Kubeflow, an open-source platform built on Kubernetes, has become widely used by many data scientists and machine learning engineers. This is because it provides a standardized and integrated set of tools covering various stages, including data preparation, model training, hyperparameter tuning, model deployment, and monitoring, significantly simplifying the process of bringing AI models into production.

However, many developers still encounter the problem of being unable to partition GPU resources when using Kubeflow. Due to its inherent characteristics, a single container will occupy an entire GPU’s resources. When a project requires less compute power, it leads to some GPU capacity sitting idle and not being effectively utilized. Today’s article will provide a hands-on guide on how to use INFINITIX’s ixGPU module to perform GPU partitioning on the Kubeflow platform.

Leveraging the ixGPU Module on the Kubeflow Platform for Flexible GPU Partitioning

Custom YAML PodDefault Configuration

We’re using a Tesla P4 GPU for this GPU partitioning demonstration. Before applying the ixGPU module to Kubeflow, you’ll need to prepare your YAML files. We’ve set up two YAML files for this: poddefault1.yaml and poddefault2.yaml.

As shown in the image, by running the following two commands, we can see the detailed configurations of the PodDefault resources defined within these two YAML files: 

cat poddefault1.yaml 
cat poddefault2.yaml

These two YAML files define distinct PodDefault configurations.
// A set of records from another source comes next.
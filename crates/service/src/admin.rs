//! Admin-side contact triage.

use sea_orm::{ColumnTrait, DatabaseConnection, QueryFilter};
use serde::Deserialize;
use tracing::{info, instrument};

use models::contact;

use crate::errors::ServiceError;
use crate::pagination::{self, Page, PageRequest};

#[derive(Clone, Debug, Default, Deserialize)]
pub struct ContactUpdate {
    pub status: Option<contact::Status>,
    pub admin_notes: Option<String>,
}

/// Newest first, optionally only one status.
pub async fn list_contacts(
    db: &DatabaseConnection,
    status: Option<contact::Status>,
    req: PageRequest,
) -> Result<Page<contact::Model>, ServiceError> {
    let mut select = contact::ordered();
    if let Some(s) = status {
        select = select.filter(contact::Column::Status.eq(s));
    }
    pagination::paginate(db, select, req).await
}

#[instrument(skip(db, update))]
pub async fn update_contact(db: &DatabaseConnection, id: i32, update: ContactUpdate) -> Result<contact::Model, ServiceError> {
    if update.status.is_none() && update.admin_notes.is_none() {
        return Err(ServiceError::Validation("nothing to update".into()));
    }
    let updated = contact::update_status(db, id, update.status, update.admin_notes)
        .await?
        .ok_or_else(|| ServiceError::not_found("contact"))?;
    info!(contact_id = id, status = updated.status.label(), event = "contact_updated", "contact updated");
    Ok(updated)
}

#[cfg(test)]
mod tests {
    use super::*;
    use crate::test_support::get_db;

    async fn seed(db: &DatabaseConnection, name: &str) -> anyhow::Result<contact::Model> {
        Ok(contact::create(db, contact::NewContact {
            full_name: name.into(),
            email: "x@example.com".into(),
            phone_number: "1".into(),
            message: "m".into(),
        })
        .await?)
    }

    #[tokio::test]
    async fn filters_by_status_newest_first() -> anyhow::Result<()> {
        let db = get_db().await?;
        let a = seed(&db, "A").await?;
        let b = seed(&db, "B").await?;
        seed(&db, "C").await?;
        update_contact(&db, a.id, ContactUpdate { status: Some(contact::Status::Completed), admin_notes: None }).await?;

        let all = list_contacts(&db, None, PageRequest::new(1, pagination::ADMIN_PAGE_SIZE)).await?;
        assert_eq!(all.total, 3);
        assert_eq!(all.items[0].full_name, "C");

        let new_only = list_contacts(&db, Some(contact::Status::New), PageRequest::new(1, pagination::ADMIN_PAGE_SIZE)).await?;
        let names: Vec<_> = new_only.items.iter().map(|c| c.full_name.as_str()).collect();
        assert_eq!(names, vec!["C", "B"]);
        assert!(new_only.items.iter().all(|c| c.id != a.id));
        assert_eq!(b.status, contact::Status::New);
        Ok(())
    }

    #[tokio::test]
    async fn update_unknown_contact_is_not_found() -> anyhow::Result<()> {
        let db = get_db().await?;
        let res = update_contact(&db, 99, ContactUpdate { status: Some(contact::Status::InProgress), admin_notes: None }).await;
        assert!(matches!(res, Err(ServiceError::NotFound(_))));
        Ok(())
    }

    #[tokio::test]
    async fn empty_update_is_rejected() -> anyhow::Result<()> {
        let db = get_db().await?;
        let c = seed(&db, "A").await?;
        let res = update_contact(&db, c.id, ContactUpdate::default()).await;
        assert!(matches!(res, Err(ServiceError::Validation(_))));
        Ok(())
    }
}
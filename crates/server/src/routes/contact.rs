//! Contact form, mounted at both `/contact/` and `/contact_new/`.

use axum::{
    extract::{Query, State},
    http::StatusCode,
    response::{IntoResponse, Redirect, Response},
    Json,
};
use axum_extra::extract::cookie::CookieJar;
use serde::{Deserialize, Serialize};
use tracing::error;

use service::contact::{
    domain::{prefill_message, ContactInput, FieldErrors, SUCCESS_MESSAGE},
    errors::ContactError,
};

use crate::{
    errors::JsonApiError,
    extract::{Ajax, ContactSubmission},
    flash::{self, Flash},
    routes::pages::render,
    state::AppState,
};

pub const TEMPLATE: &str = "website/contact.html";

#[derive(Debug, Default, Deserialize)]
pub struct PrefillQuery {
    pub message: Option<String>,
    pub item: Option<String>,
    pub subject: Option<String>,
}

/// Bound form: current values plus per-field errors.
#[derive(Debug, Serialize)]
pub struct ContactPage {
    pub form: ContactForm,
}

#[derive(Debug, Serialize)]
pub struct ContactForm {
    pub values: ContactInput,
    pub errors: FieldErrors,
}

pub async fn form(State(state): State<AppState>, jar: CookieJar, Query(q): Query<PrefillQuery>) -> Result<Response, JsonApiError> {
    let message = prefill_message(q.message.as_deref(), q.item.as_deref(), q.subject.as_deref());
    let page = ContactPage {
        form: ContactForm { values: ContactInput { message, ..Default::default() }, errors: FieldErrors::new() },
    };
    Ok(render(&state, jar, TEMPLATE, page).await?.into_response())
}

#[utoipa::path(
    post, path = "/contact/", tag = "contact",
    request_body(content = crate::openapi::ContactRequest, content_type = "application/x-www-form-urlencoded"),
    responses(
        (status = 200, description = "AJAX success, or form re-rendered with errors", body = crate::openapi::ContactAjaxResponse),
        (status = 303, description = "Saved; redirect home with a flash message"),
        (status = 400, description = "AJAX validation failure", body = crate::openapi::ContactAjaxResponse)
    )
)]
pub async fn submit(
    State(state): State<AppState>,
    Ajax(ajax): Ajax,
    jar: CookieJar,
    ContactSubmission(input): ContactSubmission,
) -> Result<Response, JsonApiError> {
    match state.contact.submit(input.clone()).await {
        Ok(_) if ajax => Ok(Json(serde_json::json!({"success": true, "message": SUCCESS_MESSAGE})).into_response()),
        Ok(_) => Ok((flash::push(jar, Flash::ContactReceived), Redirect::to("/")).into_response()),
        Err(ContactError::Invalid(errors)) if ajax => {
            Ok((StatusCode::BAD_REQUEST, Json(serde_json::json!({"success": false, "errors": errors}))).into_response())
        }
        Err(ContactError::Invalid(errors)) => {
            let page = ContactPage { form: ContactForm { values: input, errors } };
            Ok(render(&state, jar, TEMPLATE, page).await?.into_response())
        }
        Err(e) => {
            error!(err = %e, "contact submission failed");
            Err(JsonApiError::new(StatusCode::INTERNAL_SERVER_ERROR, "Submission Failed", None))
        }
    }
}
use sea_orm::DatabaseConnection;

use models::{contact, site_settings};

use crate::contact::errors::ContactError;
use crate::contact::repository::ContactRepository;

pub struct SeaOrmContactRepository {
    pub db: DatabaseConnection,
}

#[async_trait::async_trait]
impl ContactRepository for SeaOrmContactRepository {
    async fn create(&self, input: contact::NewContact) -> Result<contact::Model, ContactError> {
        contact::create(&self.db, input)
            .await
            .map_err(|e| ContactError::Repository(e.to_string()))
    }

    async fn site_settings(&self) -> Result<Option<site_settings::Model>, ContactError> {
        site_settings::get(&self.db)
            .await
            .map_err(|e| ContactError::Repository(e.to_string()))
    }
}
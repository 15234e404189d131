use sea_orm_migration::prelude::*;

#[derive(DeriveMigrationName)]
pub struct Migration;

#[async_trait::async_trait]
impl MigrationTrait for Migration {
    async fn up(&self, manager: &SchemaManager) -> Result<(), DbErr> {
        // Service / Training: default listing order (order, name)
        manager
            .create_index(
                Index::create()
                    .name("idx_service_order_name")
                    .table(Service::Table)
                    .col(Service::Order)
                    .col(Service::Name)
                    .to_owned(),
            )
            .await?;
        manager
            .create_index(
                Index::create()
                    .name("idx_training_order_name")
                    .table(Training::Table)
                    .col(Training::Order)
                    .col(Training::Name)
                    .to_owned(),
            )
            .await?;

        // Testimonial: featured lookups on the home page
        manager
            .create_index(
                Index::create()
                    .name("idx_testimonial_featured")
                    .table(Testimonial::Table)
                    .col(Testimonial::IsFeatured)
                    .to_owned(),
            )
            .await?;

        // Contact: admin inbox filtered by status, newest first
        manager
            .create_index(
                Index::create()
                    .name("idx_contact_status")
                    .table(Contact::Table)
                    .col(Contact::Status)
                    .to_owned(),
            )
            .await?;
        manager
            .create_index(
                Index::create()
                    .name("idx_contact_created_at")
                    .table(Contact::Table)
                    .col(Contact::CreatedAt)
                    .to_owned(),
            )
            .await
    }

    async fn down(&self, manager: &SchemaManager) -> Result<(), DbErr> {
        manager
            .drop_index(Index::drop().name("idx_service_order_name").table(Service::Table).to_owned())
            .await?;
        manager
            .drop_index(Index::drop().name("idx_training_order_name").table(Training::Table).to_owned())
            .await?;
        manager
            .drop_index(Index::drop().name("idx_testimonial_featured").table(Testimonial::Table).to_owned())
            .await?;
        manager
            .drop_index(Index::drop().name("idx_contact_status").table(Contact::Table).to_owned())
            .await?;
        manager
            .drop_index(Index::drop().name("idx_contact_created_at").table(Contact::Table).to_owned())
            .await
    }
}

#[derive(DeriveIden)]
enum Service { Table, Order, Name }

#[derive(DeriveIden)]
enum Training { Table, Order, Name }

#[derive(DeriveIden)]
enum Testimonial { Table, IsFeatured }

#[derive(DeriveIden)]
enum Contact { Table, Status, CreatedAt }
use anyhow::Result;
use serde::Deserialize;
use anyhow::anyhow;

#[derive(Debug, Clone, Deserialize, Default)]
pub struct AppConfig {
    #[serde(default)]
    pub server: ServerConfig,
    #[serde(default)]
    pub database: DatabaseConfig,
    #[serde(default)]
    pub site: SiteConfig,
    #[serde(default)]
    pub admin: AdminConfig,
}

#[derive(Debug, Clone, Deserialize)]
pub struct ServerConfig {
    pub host: String,
    pub port: u16,
    #[serde(default)]
    pub worker_threads: Option<usize>,
}

impl Default for ServerConfig {
    fn default() -> Self {
        Self { host: "127.0.0.1".into(), port: 8000, worker_threads: Some(4) }
    }
}

#[derive(Debug, Clone, Deserialize)]
pub struct DatabaseConfig {
    #[serde(default)]
    pub url: String,
    #[serde(default = "default_max_connections")]
    pub max_connections: u32,
    #[serde(default = "default_min_connections")]
    pub min_connections: u32,
    #[serde(default = "default_connect_timeout")]
    pub connect_timeout_secs: u64,
    #[serde(default = "default_idle_timeout")]
    pub idle_timeout_secs: u64,
    #[serde(default = "default_max_lifetime")]
    pub max_lifetime_secs: u64,
    #[serde(default = "default_acquire_timeout")]
    pub acquire_timeout_secs: u64,
    #[serde(default)]
    pub sqlx_logging: bool,
}

impl Default for DatabaseConfig {
    fn default() -> Self {
        Self {
            url: String::new(),
            max_connections: default_max_connections(),
            min_connections: default_min_connections(),
            connect_timeout_secs: default_connect_timeout(),
            idle_timeout_secs: default_idle_timeout(),
            max_lifetime_secs: default_max_lifetime(),
            acquire_timeout_secs: default_acquire_timeout(),
            sqlx_logging: false,
        }
    }
}

fn default_max_connections() -> u32 { 10 }
fn default_min_connections() -> u32 { 1 }
fn default_connect_timeout() -> u64 { 30 }
fn default_idle_timeout() -> u64 { 600 }
fn default_max_lifetime() -> u64 { 3600 }
fn default_acquire_timeout() -> u64 { 30 }

/// Public site surface: where uploaded media and static assets live.
#[derive(Debug, Clone, Deserialize)]
pub struct SiteConfig {
    #[serde(default = "default_media_url")]
    pub media_url: String,
    #[serde(default = "default_media_dir")]
    pub media_dir: String,
    #[serde(default = "default_static_dir")]
    pub static_dir: String,
}

impl Default for SiteConfig {
    fn default() -> Self {
        Self { media_url: default_media_url(), media_dir: default_media_dir(), static_dir: default_static_dir() }
    }
}

fn default_media_url() -> String { "/media/".into() }
fn default_media_dir() -> String { "media".into() }
fn default_static_dir() -> String { "static".into() }

/// Admin JSON surface. Without a key the admin routes are not mounted.
#[derive(Debug, Clone, Deserialize, Default)]
pub struct AdminConfig {
    #[serde(default)]
    pub api_key: Option<String>,
}

pub fn load_default() -> Result<AppConfig> {
    let path = std::env::var("CONFIG_PATH").unwrap_or_else(|_| "config.toml".to_string());
    load_from_file(&path)
}

pub fn load_from_file(path: &str) -> Result<AppConfig> {
    let content = std::fs::read_to_string(path)?;
    parse(&content)
}

pub fn parse(content: &str) -> Result<AppConfig> {
    let cfg: AppConfig = toml::from_str(content)?;
    Ok(cfg)
}

impl AppConfig {
    pub fn load_and_validate() -> Result<Self> {
        let mut cfg = load_default()?;
        cfg.normalize_and_validate()?;
        Ok(cfg)
    }

    /// Like `load_and_validate`, but a missing config file falls back to defaults + env.
    pub fn load_or_env() -> Result<Self> {
        let mut cfg = load_default().unwrap_or_default();
        cfg.server.normalize_from_env();
        cfg.normalize_and_validate()?;
        Ok(cfg)
    }

    pub fn normalize_and_validate(&mut self) -> Result<()> {
        self.server.normalize()?;
        self.database.normalize_from_env();
        self.database.validate()?;
        self.site.normalize();
        self.admin.normalize_from_env();
        Ok(())
    }
}

impl ServerConfig {
    fn normalize_from_env(&mut self) {
        if let Ok(host) = std::env::var("SERVER_HOST") {
            self.host = host;
        }
        if let Some(port) = std::env::var("SERVER_PORT").ok().and_then(|p| p.parse::<u16>().ok()) {
            self.port = port;
        }
        if let Some(w) = std::env::var("TOKIO_WORKER_THREADS").ok().and_then(|v| v.parse::<usize>().ok()) {
            self.worker_threads = Some(w);
        }
    }

    fn normalize(&mut self) -> Result<()> {
        if self.host.trim().is_empty() {
            self.host = "127.0.0.1".to_string();
        }
        if self.port == 0 {
            return Err(anyhow!("server.port must be within 1..=65535"));
        }
        match self.worker_threads {
            Some(0) | None => self.worker_threads = Some(4),
            Some(_) => {}
        }
        Ok(())
    }
}

impl DatabaseConfig {
    pub fn normalize_from_env(&mut self) {
        if self.url.trim().is_empty() {
            if let Ok(url) = std::env::var("DATABASE_URL") {
                self.url = url;
            }
        }
    }

    pub fn validate(&self) -> Result<()> {
        if self.url.trim().is_empty() {
            return Err(anyhow!("database.url is empty; set it in config.toml or DATABASE_URL"));
        }
        let lower = self.url.to_lowercase();
        if !(lower.starts_with("sqlite:") || lower.starts_with("postgresql://") || lower.starts_with("postgres://")) {
            return Err(anyhow!("database.url must start with sqlite:, postgres:// or postgresql://"));
        }
        if self.min_connections == 0 {
            return Err(anyhow!("database.min_connections must be >= 1"));
        }
        if self.max_connections < self.min_connections {
            return Err(anyhow!("database.max_connections must be >= min_connections"));
        }
        if self.connect_timeout_secs == 0 || self.acquire_timeout_secs == 0 {
            return Err(anyhow!("database timeouts must be positive seconds"));
        }
        Ok(())
    }
}

impl SiteConfig {
    fn normalize(&mut self) {
        if self.media_url.trim().is_empty() {
            self.media_url = default_media_url();
        }
        if !self.media_url.ends_with('/') {
            self.media_url.push('/');
        }
    }
}

impl AdminConfig {
    fn normalize_from_env(&mut self) {
        if self.api_key.is_none() {
            self.api_key = std::env::var("ADMIN_API_KEY").ok();
        }
        if self.api_key.as_deref().is_some_and(|k| k.trim().is_empty()) {
            self.api_key = None;
        }
    }
}

#[cfg(test)]
mod tests {
    use super::*;

    #[test]
    fn parse_fills_defaults() {
        let cfg = parse("[database]\nurl = \"sqlite://data/site.db?mode=rwc\"\n").unwrap();
        assert_eq!(cfg.server.port, 8000);
        assert_eq!(cfg.database.max_connections, 10);
        assert_eq!(cfg.site.media_url, "/media/");
        assert!(cfg.admin.api_key.is_none());
    }

    #[test]
    fn validate_rejects_unknown_scheme() {
        let db = DatabaseConfig { url: "mysql://localhost/site".into(), ..Default::default() };
        assert!(db.validate().is_err());
    }

    #[test]
    fn validate_accepts_sqlite_and_postgres() {
        for url in ["sqlite::memory:", "postgres://u:p@localhost/site"] {
            let db = DatabaseConfig { url: url.into(), ..Default::default() };
            assert!(db.validate().is_ok(), "{url}");
        }
    }

    #[test]
    fn validate_rejects_inverted_pool_bounds() {
        let db = DatabaseConfig { url: "sqlite::memory:".into(), min_connections: 5, max_connections: 2, ..Default::default() };
        assert!(db.validate().is_err());
    }

    #[test]
    fn media_url_gets_trailing_slash() {
        let mut site = SiteConfig { media_url: "https://cdn.example.com/m".into(), ..Default::default() };
        site.normalize();
        assert_eq!(site.media_url, "https://cdn.example.com/m/");
    }
}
They’re designed to allocate different sizes of Tesla P4 GPU memory resources—specifically, 1GB and 3GB—to Pods within the Kubeflow environment that are tagged with specific labels.

Next, you’ll use the kubectl apply command to read the defined PodDefault configurations (which contain the GPU partitioning information) from the YAML files and apply them to your Kubernetes cluster.

kubectl apply -f poddefault1.yaml
kubectl apply -f poddefault2.yaml

Afterward, run the kubectl get poddefault -A command to query detailed information about all PodDefault resources across all namespaces in your current Kubernetes cluster.

Kubeflow Notebooks GPU Partitioning

Once the preparatory steps are complete, we’ll head over to the Kubeflow platform to create a new notebook container.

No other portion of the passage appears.